Leave it to my mother to make a war in Ukraine all about her… but somehow her personality flaws were irrelevant at the moment, no matter how annoying I found some of her remarks. I offered reassuring arguments and reasonable thinking, and managed to calm her down. However, I was quite surprised with my calm convincing tone… because I didn’t fully believe my own words.
What’s going on over there, with all of you? That’s what I was repeatedly asked by my mother, now an Italian citizen, living in Italy.
I, on the other hand, live in Romania, in a town on the Black Sea coast. Romania’s border with Ukraine is hundreds of kilometres long, part of it in the East, most of it in the North. Suddenly Odessa, also on the Black Sea coast, feels very close. Romania is a former communist country, but was not part of the USSR. Unlike Ukraine, we are a EU and NATO country; there’s a NATO base only a few kilometres away from my town. So while the war feels mind-numbingly close, there’s also a certain feeling of security. But…
But there’s so much history one cannot forget…
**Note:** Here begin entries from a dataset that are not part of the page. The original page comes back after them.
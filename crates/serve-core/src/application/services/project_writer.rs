//! Idempotent filesystem primitives scoped to one project location.
//!
//! Each primitive resolves its path under the project location, performs at
//! most one change through the [`Filesystem`] port, reports what happened,
//! and returns the [`FsOutcome`]. Pre-existing targets and missing move
//! sources are outcomes, never errors.

use std::path::{Path, PathBuf};

use tracing::{debug, info};

use crate::{
    application::{
        ApplicationError,
        ports::{Filesystem, Reporter},
    },
    domain::{
        Action, ActionKind, FsOutcome, ProjectConfig, ScaffoldMode, ScaffoldReport,
        normalize_path,
    },
    error::ServeResult,
};

pub struct ProjectWriter<'a> {
    filesystem: &'a dyn Filesystem,
    reporter: &'a dyn Reporter,
    config: &'a ProjectConfig,
    report: ScaffoldReport,
}

impl<'a> ProjectWriter<'a> {
    pub fn new(
        filesystem: &'a dyn Filesystem,
        reporter: &'a dyn Reporter,
        config: &'a ProjectConfig,
        mode: ScaffoldMode,
    ) -> Self {
        Self {
            filesystem,
            reporter,
            config,
            report: ScaffoldReport::new(mode, config.location()),
        }
    }

    /// `location/relative`, expressed relative to the working directory.
    pub fn resolve(&self, relative: impl AsRef<Path>) -> PathBuf {
        normalize_path(
            self.config.working_dir(),
            [self.config.location(), relative.as_ref()],
        )
    }

    /// Ensure `location/relative` exists as a directory, parents included.
    pub fn make_path(&mut self, relative: &str) -> ServeResult<FsOutcome> {
        let path = self.resolve(relative);

        if self.filesystem.exists(&path) {
            self.record(ActionKind::Exists, path.display().to_string());
            return Ok(FsOutcome::AlreadyExists);
        }

        self.record(ActionKind::Create, path.display().to_string());
        self.filesystem.create_dir_all(&path)?;
        Ok(FsOutcome::Created)
    }

    /// Write `contents` to `location/relative` unless something is already there.
    ///
    /// The written file always ends with exactly one trailing newline added
    /// by this call (none is added when `contents` already ends with one).
    pub fn create_file(&mut self, relative: &str, contents: &str) -> ServeResult<FsOutcome> {
        let path = self.resolve(relative);

        if self.filesystem.exists(&path) {
            self.record(ActionKind::Exists, path.display().to_string());
            return Ok(FsOutcome::AlreadyExists);
        }

        self.record(ActionKind::Create, path.display().to_string());
        if contents.ends_with('\n') {
            self.filesystem.write_file(&path, contents)?;
        } else {
            self.filesystem.write_file(&path, &format!("{contents}\n"))?;
        }
        Ok(FsOutcome::Created)
    }

    /// Create an empty file if absent; an existing file is left untouched.
    pub fn create_empty_file(&mut self, relative: &str) -> ServeResult<FsOutcome> {
        let path = self.resolve(relative);
        let existed = self.filesystem.exists(&path);

        self.filesystem.touch(&path)?;

        if existed {
            debug!(path = %path.display(), "touch target already present");
            Ok(FsOutcome::AlreadyExists)
        } else {
            self.record(ActionKind::Touch, path.display().to_string());
            Ok(FsOutcome::Created)
        }
    }

    /// Move `location/from` to `location/to` when the source exists.
    ///
    /// An existing directory at `to` receives the source under its own
    /// basename; otherwise the source is renamed to `to`. The final
    /// destination must not already exist.
    pub fn move_file(&mut self, from: &str, to: &str) -> ServeResult<FsOutcome> {
        let from_path = self.resolve(from);
        let to_path = self.resolve(to);

        if !self.filesystem.exists(&from_path) {
            debug!(from = %from_path.display(), "move source absent, skipping");
            return Ok(FsOutcome::Skipped);
        }

        let destination = match (self.filesystem.is_dir(&to_path), from_path.file_name()) {
            (true, Some(basename)) => to_path.join(basename),
            _ => to_path,
        };

        if self.filesystem.exists(&destination) {
            return Err(ApplicationError::MoveDestinationExists {
                from: from_path,
                to: destination,
            }
            .into());
        }

        self.record(
            ActionKind::Move,
            format!("{}/{{{} => {}}}", self.config.location().display(), from, to),
        );
        self.filesystem.rename(&from_path, &destination)?;
        Ok(FsOutcome::Moved)
    }

    /// Report a non-filesystem step (e.g. framework installation).
    pub fn record(&mut self, kind: ActionKind, subject: String) {
        info!(action = %kind, subject = %subject);
        let action = Action::new(kind, subject);
        self.reporter.report(&action);
        self.report.push(action);
    }

    pub fn finish(self) -> ScaffoldReport {
        self.report
    }
}

#[cfg(test)]
mod tests {
    use std::path::PathBuf;

    use super::*;
    use crate::{
        application::ports::{MockFilesystem, SilentReporter},
        domain::ProjectOptions,
        error::ServeError,
    };

    fn project() -> ProjectConfig {
        ProjectConfig::new(
            ProjectOptions::new("site", ".").with_author("Ada"),
            None,
            PathBuf::from("/work"),
        )
        .unwrap()
    }

    #[test]
    fn create_file_adds_missing_newline_only() {
        let mut fs = MockFilesystem::new();
        fs.expect_exists().returning(|_| false);
        fs.expect_write_file()
            .withf(|path, content| path == Path::new("site/a") && content == "one\n")
            .times(1)
            .returning(|_, _| Ok(()));
        fs.expect_write_file()
            .withf(|path, content| path == Path::new("site/b") && content == "two\n")
            .times(1)
            .returning(|_, _| Ok(()));

        let config = project();
        let mut writer = ProjectWriter::new(&fs, &SilentReporter, &config, ScaffoldMode::Create);
        assert_eq!(writer.create_file("a", "one").unwrap(), FsOutcome::Created);
        assert_eq!(writer.create_file("b", "two\n").unwrap(), FsOutcome::Created);
    }

    #[test]
    fn existing_file_is_reported_not_written() {
        let mut fs = MockFilesystem::new();
        fs.expect_exists().returning(|_| true);
        fs.expect_write_file().never();

        let config = project();
        let mut writer = ProjectWriter::new(&fs, &SilentReporter, &config, ScaffoldMode::Create);
        assert_eq!(
            writer.create_file("config.ru", "run App").unwrap(),
            FsOutcome::AlreadyExists
        );

        let report = writer.finish();
        assert_eq!(report.actions.len(), 1);
        assert_eq!(report.actions[0].kind, ActionKind::Exists);
        assert_eq!(report.actions[0].subject, "site/config.ru");
    }

    #[test]
    fn move_without_source_is_skipped() {
        let mut fs = MockFilesystem::new();
        fs.expect_exists().returning(|_| false);
        fs.expect_rename().never();

        let config = project();
        let mut writer = ProjectWriter::new(&fs, &SilentReporter, &config, ScaffoldMode::Convert);
        assert_eq!(writer.move_file("src", "sass").unwrap(), FsOutcome::Skipped);
        assert!(writer.finish().actions.is_empty());
    }

    #[test]
    fn move_into_directory_keeps_basename() {
        let mut fs = MockFilesystem::new();
        fs.expect_exists()
            .returning(|path| path == Path::new("site/images"));
        fs.expect_is_dir()
            .returning(|path| path == Path::new("site/public"));
        fs.expect_rename()
            .withf(|from, to| {
                from == Path::new("site/images") && to == Path::new("site/public/images")
            })
            .times(1)
            .returning(|_, _| Ok(()));

        let config = project();
        let mut writer = ProjectWriter::new(&fs, &SilentReporter, &config, ScaffoldMode::Convert);
        assert_eq!(writer.move_file("images", "public").unwrap(), FsOutcome::Moved);
        assert_eq!(writer.finish().actions[0].subject, "site/{images => public}");
    }

    #[test]
    fn move_onto_existing_destination_fails() {
        let mut fs = MockFilesystem::new();
        fs.expect_exists().returning(|_| true);
        fs.expect_is_dir().returning(|_| false);
        fs.expect_rename().never();

        let config = project();
        let mut writer = ProjectWriter::new(&fs, &SilentReporter, &config, ScaffoldMode::Convert);
        let err = writer.move_file("src", "sass").unwrap_err();
        assert!(matches!(
            err,
            ServeError::Application(ApplicationError::MoveDestinationExists { .. })
        ));
    }

    #[test]
    fn touch_reports_only_new_files() {
        let mut fs = MockFilesystem::new();
        fs.expect_exists().times(1).returning(|_| true);
        fs.expect_touch().times(1).returning(|_| Ok(()));

        let config = project();
        let mut writer = ProjectWriter::new(&fs, &SilentReporter, &config, ScaffoldMode::Create);
        assert_eq!(
            writer.create_empty_file("tmp/restart.txt").unwrap(),
            FsOutcome::AlreadyExists
        );
        assert!(writer.finish().actions.is_empty());
    }
}
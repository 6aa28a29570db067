//! Framework installer that delegates to an external program.
//!
//! The project location is the child's working directory:
//!
//! ```text
//! <program> install <framework>
//! ```

use std::{path::Path, process::Command};

use tracing::{info, instrument};

use serve_core::{
    application::{ApplicationError, ports::FrameworkInstaller},
    error::{ServeError, ServeResult},
};

/// Program used when no installer is configured.
pub const DEFAULT_INSTALLER: &str = "serve-js";

#[derive(Debug, Clone)]
pub struct CommandInstaller {
    program: String,
}

impl CommandInstaller {
    pub fn new(program: impl Into<String>) -> Self {
        Self {
            program: program.into(),
        }
    }

    pub fn program(&self) -> &str {
        &self.program
    }
}

impl Default for CommandInstaller {
    fn default() -> Self {
        Self::new(DEFAULT_INSTALLER)
    }
}

impl FrameworkInstaller for CommandInstaller {
    #[instrument(skip(self), fields(program = %self.program, location = %location.display()))]
    fn install(&self, location: &Path, framework: &str) -> ServeResult<()> {
        let executable = which::which(&self.program).map_err(|e| {
            failure(framework, format!("installer '{}' not found: {}", self.program, e))
        })?;

        let status = Command::new(&executable)
            .arg("install")
            .arg(framework)
            .current_dir(location)
            .status()
            .map_err(|e| failure(framework, format!("could not run {}: {}", executable.display(), e)))?;

        if !status.success() {
            return Err(failure(framework, format!("{} exited with {}", self.program, status)));
        }

        info!("framework installed");
        Ok(())
    }
}

fn failure(framework: &str, reason: String) -> ServeError {
    ApplicationError::FrameworkInstallFailed {
        framework: framework.to_string(),
        reason,
    }
    .into()
}
//! Flags shared by every subcommand.
//!
//! Flattened into [`super::Cli`] with `global = true`, so `serve create -v x`
//! and `serve -v create x` mean the same thing.

use std::path::PathBuf;

use clap::{ArgAction, Args, ValueEnum};

#[derive(Debug, Clone, Args)]
pub struct GlobalArgs {
    /// Increase logging verbosity.
    ///
    /// Pass once for INFO (`-v`), twice for DEBUG (`-vv`), three times for
    /// TRACE (`-vvv`). Conflicts with `--quiet`.
    #[arg(
        short = 'v',
        long = "verbose",
        action = ArgAction::Count,
        global = true,
        help = "Increase verbosity (-v, -vv, -vvv)",
        long_help = "Increase logging verbosity:
    (none)  - Warnings and errors
    -v      - Info level (one event per scaffolding step)
    -vv     - Debug level (skipped steps, template loads)
    -vvv    - Trace level"
    )]
    pub verbose: u8,

    /// Suppress everything but errors; also skips the convert prompt.
    #[arg(
        short = 'q',
        long = "quiet",
        global = true,
        conflicts_with = "verbose",
        help = "Suppress non-error output"
    )]
    pub quiet: bool,

    /// Honoured automatically when `NO_COLOR` is set (<https://no-color.org>).
    #[arg(
        long = "no-color",
        global = true,
        env = "NO_COLOR",
        help = "Disable colored output"
    )]
    pub no_color: bool,

    #[arg(
        short = 'c',
        long = "config",
        global = true,
        value_name = "FILE",
        help = "Configuration file path"
    )]
    pub config: Option<PathBuf>,

    #[arg(
        long = "output-format",
        global = true,
        value_enum,
        default_value = "auto",
        help = "Output format"
    )]
    pub output_format: OutputFormat,
}

/// How results are written to stdout.
#[derive(Debug, Clone, Copy, Default, PartialEq, Eq, ValueEnum)]
pub enum OutputFormat {
    /// Human on a terminal, plain when piped.
    #[default]
    Auto,
    /// Aligned, colored action lines.
    Human,
    /// Aligned action lines without color.
    Plain,
    /// A single JSON document per command.
    Json,
}
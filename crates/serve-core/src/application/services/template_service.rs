//! Template Service - loading and rendering the project templates.

use serde::Serialize;
use tracing::{debug, instrument};

use crate::{
    application::ports::TemplateStore,
    domain::{RenderContext, TemplateName},
    error::ServeResult,
};

/// Availability of one template in the configured store.
#[derive(Debug, Clone, PartialEq, Eq, Serialize)]
pub struct TemplateStatus {
    pub name: TemplateName,
    pub output_file: &'static str,
    pub available: bool,
    pub problem: Option<String>,
}

/// Service for template operations.
pub struct TemplateService {
    store: Box<dyn TemplateStore>,
}

impl TemplateService {
    /// Create a new template service.
    pub fn new(store: Box<dyn TemplateStore>) -> Self {
        Self { store }
    }

    /// Load `name` and substitute the context's placeholders.
    ///
    /// A missing or unreadable template is an error.
    #[instrument(skip(self, context), fields(template = %name))]
    pub fn render(&self, name: TemplateName, context: &RenderContext) -> ServeResult<String> {
        let raw = self.store.load(name)?;
        debug!(bytes = raw.len(), "template loaded");
        Ok(context.render(&raw))
    }

    /// Every project template with whether the store can load it.
    pub fn inventory(&self) -> Vec<TemplateStatus> {
        TemplateName::ALL
            .into_iter()
            .map(|name| {
                let problem = self.store.load(name).err().map(|e| e.to_string());
                TemplateStatus {
                    name,
                    output_file: name.output_file(),
                    available: problem.is_none(),
                    problem,
                }
            })
            .collect()
    }

    /// Where templates are loaded from.
    pub fn source(&self) -> String {
        self.store.describe()
    }
}

#[cfg(test)]
mod tests {
    use super::*;
    use crate::application::{ApplicationError, ports::MockTemplateStore};

    #[test]
    fn render_substitutes_from_store_text() {
        let mut store = MockTemplateStore::new();
        store
            .expect_load()
            .withf(|name| *name == TemplateName::Readme)
            .returning(|_| Ok("# {{PROJECT_NAME}}".into()));

        let service = TemplateService::new(Box::new(store));
        let ctx = RenderContext::new().with_variable("PROJECT_NAME", "blog");

        assert_eq!(service.render(TemplateName::Readme, &ctx).unwrap(), "# blog");
    }

    #[test]
    fn render_propagates_missing_template() {
        let mut store = MockTemplateStore::new();
        store.expect_load().returning(|name| {
            Err(ApplicationError::TemplateNotFound {
                name: name.to_string(),
                source_description: "test store".into(),
            }
            .into())
        });

        let service = TemplateService::new(Box::new(store));
        assert!(service.render(TemplateName::License, &RenderContext::new()).is_err());
    }

    #[test]
    fn inventory_marks_missing_templates() {
        let mut store = MockTemplateStore::new();
        store.expect_load().returning(|name| match name {
            TemplateName::Gitignore => Err(ApplicationError::TemplateNotFound {
                name: name.to_string(),
                source_description: "test store".into(),
            }
            .into()),
            _ => Ok(String::new()),
        });

        let service = TemplateService::new(Box::new(store));
        let inventory = service.inventory();

        assert_eq!(inventory.len(), 5);
        let missing: Vec<_> = inventory.iter().filter(|s| !s.available).collect();
        assert_eq!(missing.len(), 1);
        assert_eq!(missing[0].name, TemplateName::Gitignore);
        assert_eq!(missing[0].output_file, ".gitignore");
    }
}
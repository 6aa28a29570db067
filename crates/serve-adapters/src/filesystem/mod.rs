//! Filesystem adapters: `std::fs` for real runs, in-memory for tests.

mod local;
mod memory;

pub use local::LocalFilesystem;
pub use memory::MemoryFilesystem;
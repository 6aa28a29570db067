//! `serve templates` - show where templates come from and which load.

use std::str::FromStr;

use serde::Serialize;

use serve_adapters::DirectoryTemplateStore;
use serve_core::{
    application::{TemplateService, TemplateStatus},
    domain::TemplateName,
};

use crate::{
    commands::template_store, config::AppConfig, error::CliResult, output::OutputManager,
};

#[derive(Serialize)]
struct Inventory {
    source: String,
    templates: Vec<TemplateStatus>,
    ignored: Vec<String>,
}

pub fn execute(config: AppConfig, output: OutputManager) -> CliResult<()> {
    let service = TemplateService::new(template_store(&config));
    let inventory = Inventory {
        source: service.source(),
        templates: service.inventory(),
        ignored: unrecognized_files(&config),
    };

    if output.is_json() {
        output.json(&inventory)?;
        return Ok(());
    }

    output.header(&format!("Templates ({})", inventory.source))?;
    for status in &inventory.templates {
        let line = format!("  {:<16} -> {}", status.name.as_str(), status.output_file);
        match &status.problem {
            None => output.print(&line)?,
            Some(problem) => output.warning(&format!("{line}  ({problem})"))?,
        }
    }
    for name in &inventory.ignored {
        output.warning(&format!("Ignoring unknown template file '{name}'"))?;
    }
    Ok(())
}

/// Files in the template directory that no template would read.
fn unrecognized_files(config: &AppConfig) -> Vec<String> {
    let Some(dir) = &config.templates.dir else {
        return Vec::new();
    };

    DirectoryTemplateStore::new(dir)
        .files()
        .iter()
        .filter_map(|path| path.file_name()?.to_str().map(str::to_string))
        .filter(|name| TemplateName::from_str(name).is_err())
        .collect()
}
//! `serve config` - inspect the effective configuration.

use crate::{
    cli::ConfigCommands,
    config::AppConfig,
    error::{CliError, CliResult},
    output::OutputManager,
};

pub fn execute(cmd: ConfigCommands, config: AppConfig, output: OutputManager) -> CliResult<()> {
    // Values are the answer to the command, so they bypass quiet mode.
    match cmd {
        ConfigCommands::Get { key } => {
            println!("{}", get_config_value(&config, &key)?);
        }

        ConfigCommands::List if output.is_json() => output.json(&config)?,

        ConfigCommands::List => {
            output.header("Current configuration:")?;
            println!("{}", config.to_toml()?);
        }

        ConfigCommands::Path => {
            println!("{}", AppConfig::config_path().display());
        }
    }

    Ok(())
}

fn get_config_value(config: &AppConfig, key: &str) -> CliResult<String> {
    config.get(key).ok_or_else(|| CliError::ConfigError {
        message: format!("Unknown config key: '{key}'"),
        source: None,
    })
}

#[cfg(test)]
mod tests {
    use super::*;

    #[test]
    fn get_known_key() {
        let cfg = AppConfig::default();
        assert_eq!(get_config_value(&cfg, "installer.program").unwrap(), "serve-js");
    }

    #[test]
    fn get_unknown_key_is_error() {
        let cfg = AppConfig::default();
        assert!(matches!(
            get_config_value(&cfg, "does.not.exist"),
            Err(CliError::ConfigError { .. })
        ));
    }
}
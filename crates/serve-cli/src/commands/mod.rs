//! Subcommand handlers.
//!
//! Each handler translates parsed arguments into core calls and renders the
//! result. Adapter wiring shared by `create` and `convert` lives here.

pub mod completions;
pub mod config;
pub mod convert;
pub mod create;
pub mod init;
pub mod templates;

use std::path::PathBuf;

use tracing::{debug, warn};

use serve_adapters::{
    BuiltinTemplateStore, CommandInstaller, DirectoryTemplateStore, GitConfigReader,
    LocalFilesystem,
};
use serve_core::{
    application::{ProjectScaffolder, ports::TemplateStore},
    domain::{Action, ProjectConfig, ProjectOptions, ScaffoldReport},
    prelude::Reporter,
};

use crate::{cli::ProjectArgs, config::AppConfig, error::CliResult, output::OutputManager};

/// Prints each action as the scaffolder performs it.
struct ConsoleReporter {
    output: OutputManager,
}

impl Reporter for ConsoleReporter {
    fn report(&self, action: &Action) {
        if let Err(e) = self.output.action(action.kind, &action.subject) {
            warn!(error = %e, "failed to print action");
        }
    }
}

/// The template store selected by `templates.dir`.
pub(crate) fn template_store(config: &AppConfig) -> Box<dyn TemplateStore> {
    match &config.templates.dir {
        Some(dir) => {
            debug!(dir = %dir.display(), "using template directory");
            Box::new(DirectoryTemplateStore::new(dir))
        }
        None => Box::new(BuiltinTemplateStore::new()),
    }
}

/// Wire the production adapters into a scaffolder.
pub(crate) fn build_scaffolder(config: &AppConfig, output: &OutputManager) -> ProjectScaffolder {
    let scaffolder = ProjectScaffolder::new(
        Box::new(LocalFilesystem::new()),
        template_store(config),
        Box::new(CommandInstaller::new(config.installer.program.clone())),
        Box::new(GitConfigReader::new()),
    );

    if output.is_quiet() || output.is_json() {
        scaffolder
    } else {
        scaffolder.with_reporter(Box::new(ConsoleReporter {
            output: output.clone(),
        }))
    }
}

/// Flags first, then config defaults.
pub(crate) fn project_options(args: ProjectArgs, config: &AppConfig) -> ProjectOptions {
    let directory = args
        .directory
        .or_else(|| config.project.directory.clone())
        .unwrap_or_else(|| PathBuf::from("."));

    let mut options = ProjectOptions::new(args.name, directory);
    if let Some(framework) = args.framework {
        options = options.with_framework(framework);
    }
    if let Some(author) = args.author.or_else(|| config.project.author.clone()) {
        options = options.with_author(author);
    }
    options
}

/// Closing output shared by `create` and `convert`.
pub(crate) fn summarize(
    report: &ScaffoldReport,
    project: &ProjectConfig,
    done: &str,
    output: &OutputManager,
) -> CliResult<()> {
    if output.is_json() {
        output.json(report)?;
        return Ok(());
    }

    let location = project.location().display().to_string();
    if report.is_noop() {
        output.info(&format!("'{location}' is already up to date"))?;
        return Ok(());
    }

    output.print("")?;
    output.success(&format!("Project '{}' {done} at {location}", project.name()))?;
    output.print("")?;
    output.print("Next steps:")?;
    output.print(&format!("  cd {location}"))?;
    output.print("  serve            # preview at http://localhost:4000")?;
    Ok(())
}
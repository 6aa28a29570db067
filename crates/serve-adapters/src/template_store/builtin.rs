//! Templates compiled into the binary.

use serve_core::{application::ports::TemplateStore, domain::TemplateName, error::ServeResult};

const COMPASS_CONFIG: &str = include_str!("../../templates/compass_config");
const CONFIG_RU: &str = include_str!("../../templates/config_ru");
const GITIGNORE: &str = include_str!("../../templates/gitignore");
const LICENSE: &str = include_str!("../../templates/license");
const README: &str = include_str!("../../templates/readme");

/// The default template store; every template is always available.
#[derive(Debug, Clone, Copy, Default)]
pub struct BuiltinTemplateStore;

impl BuiltinTemplateStore {
    pub fn new() -> Self {
        Self
    }

    /// Raw text of a built-in template.
    pub fn text(name: TemplateName) -> &'static str {
        match name {
            TemplateName::CompassConfig => COMPASS_CONFIG,
            TemplateName::ConfigRu => CONFIG_RU,
            TemplateName::Gitignore => GITIGNORE,
            TemplateName::License => LICENSE,
            TemplateName::Readme => README,
        }
    }
}

impl TemplateStore for BuiltinTemplateStore {
    fn load(&self, name: TemplateName) -> ServeResult<String> {
        Ok(Self::text(name).to_string())
    }

    fn describe(&self) -> String {
        "built-in templates".into()
    }
}

#[cfg(test)]
mod tests {
    use super::*;

    #[test]
    fn every_template_is_present() {
        let store = BuiltinTemplateStore::new();
        for name in TemplateName::ALL {
            assert!(!store.load(name).unwrap().trim().is_empty(), "{name} is empty");
        }
    }

    #[test]
    fn license_names_year_and_author() {
        let license = BuiltinTemplateStore::text(TemplateName::License);
        assert!(license.contains("{{YEAR}}"));
        assert!(license.contains("{{AUTHOR_NAME}}"));
    }

    #[test]
    fn compass_config_matches_project_layout() {
        let compass = BuiltinTemplateStore::text(TemplateName::CompassConfig);
        assert!(compass.contains("sass_dir        = \"sass\""));
        assert!(compass.contains("public/stylesheets"));
    }
}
My great-grandmother was born during WWI, my grandmother during WWII. My grandfather was a child during WWII. My great-grandfather was a prisoner of war in WWII. My Italian step-father’s grandfather also fought in WWII. My German step-mother’s parents fled their home in East Germany and moved to the western side not long before the Soviet Occupation. The Revolution in December 1989 (I was a child at the time) which put an end to the communist regime here, was nothing compared to what all those people had been through in WWI and WWII.
History becomes more than just a story confined to boring dusty books when you’ve known some of those people. The possibility of your own lifetime and experience becoming that sort of a page in future history books can be horrifying. The knowledge that people just like you are suddenly living it in the country “next door” in this day and age is at the same time surreal, heart-breaking and enraging.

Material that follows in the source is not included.